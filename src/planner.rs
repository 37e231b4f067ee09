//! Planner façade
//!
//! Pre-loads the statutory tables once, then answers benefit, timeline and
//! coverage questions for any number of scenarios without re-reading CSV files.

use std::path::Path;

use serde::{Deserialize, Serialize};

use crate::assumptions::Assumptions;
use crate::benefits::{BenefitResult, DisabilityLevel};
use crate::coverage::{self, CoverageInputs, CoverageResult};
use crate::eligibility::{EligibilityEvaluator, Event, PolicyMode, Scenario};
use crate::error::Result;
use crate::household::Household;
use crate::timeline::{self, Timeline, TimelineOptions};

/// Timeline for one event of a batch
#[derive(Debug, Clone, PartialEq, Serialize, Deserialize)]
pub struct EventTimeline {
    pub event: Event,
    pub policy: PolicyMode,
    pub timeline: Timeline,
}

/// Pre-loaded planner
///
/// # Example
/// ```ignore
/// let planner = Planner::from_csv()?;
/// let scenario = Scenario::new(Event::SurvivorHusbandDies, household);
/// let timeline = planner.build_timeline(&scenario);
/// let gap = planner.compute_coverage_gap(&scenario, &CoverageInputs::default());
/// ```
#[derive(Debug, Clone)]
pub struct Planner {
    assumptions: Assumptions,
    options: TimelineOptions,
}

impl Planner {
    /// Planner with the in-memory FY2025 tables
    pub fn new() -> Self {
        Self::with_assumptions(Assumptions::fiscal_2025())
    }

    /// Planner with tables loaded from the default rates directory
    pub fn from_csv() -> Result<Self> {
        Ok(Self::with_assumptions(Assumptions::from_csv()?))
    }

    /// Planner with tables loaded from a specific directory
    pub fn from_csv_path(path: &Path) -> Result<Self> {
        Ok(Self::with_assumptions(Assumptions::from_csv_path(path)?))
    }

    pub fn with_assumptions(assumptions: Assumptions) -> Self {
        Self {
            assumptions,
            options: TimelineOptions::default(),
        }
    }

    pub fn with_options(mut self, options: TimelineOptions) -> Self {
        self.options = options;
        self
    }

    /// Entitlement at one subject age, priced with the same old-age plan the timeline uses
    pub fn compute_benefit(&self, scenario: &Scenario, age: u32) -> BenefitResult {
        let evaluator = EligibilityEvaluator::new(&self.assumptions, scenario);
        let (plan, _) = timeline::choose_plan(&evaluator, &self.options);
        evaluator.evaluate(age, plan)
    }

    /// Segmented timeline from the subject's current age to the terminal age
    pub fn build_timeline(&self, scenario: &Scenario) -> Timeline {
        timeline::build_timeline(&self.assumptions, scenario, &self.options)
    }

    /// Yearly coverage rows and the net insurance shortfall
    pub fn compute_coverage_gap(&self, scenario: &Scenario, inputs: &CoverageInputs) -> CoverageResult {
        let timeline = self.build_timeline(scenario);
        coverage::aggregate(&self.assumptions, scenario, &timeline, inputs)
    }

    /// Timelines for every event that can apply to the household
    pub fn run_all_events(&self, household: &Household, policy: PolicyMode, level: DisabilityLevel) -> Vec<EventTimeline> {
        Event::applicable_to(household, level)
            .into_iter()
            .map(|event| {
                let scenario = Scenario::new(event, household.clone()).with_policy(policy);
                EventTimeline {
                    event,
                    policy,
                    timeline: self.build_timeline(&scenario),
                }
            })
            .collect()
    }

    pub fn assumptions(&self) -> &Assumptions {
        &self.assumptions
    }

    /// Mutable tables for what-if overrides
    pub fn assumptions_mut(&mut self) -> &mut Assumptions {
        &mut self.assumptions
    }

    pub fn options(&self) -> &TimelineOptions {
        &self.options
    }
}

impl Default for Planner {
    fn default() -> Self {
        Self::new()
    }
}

* * * * * * *

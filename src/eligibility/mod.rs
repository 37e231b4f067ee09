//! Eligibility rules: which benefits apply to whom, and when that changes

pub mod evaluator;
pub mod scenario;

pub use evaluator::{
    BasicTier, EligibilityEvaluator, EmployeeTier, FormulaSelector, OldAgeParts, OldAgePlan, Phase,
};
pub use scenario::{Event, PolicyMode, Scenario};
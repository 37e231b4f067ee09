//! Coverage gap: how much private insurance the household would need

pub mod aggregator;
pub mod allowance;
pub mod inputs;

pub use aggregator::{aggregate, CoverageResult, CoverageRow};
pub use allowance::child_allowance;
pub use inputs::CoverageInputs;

* * * * * * *

** REQUIRED WORK **
If a line above holds the string "filename", return it as it stands.

** RESULT FOR THIS TASK **
filename src/planner.rs
filename src/eligibility/mod.rs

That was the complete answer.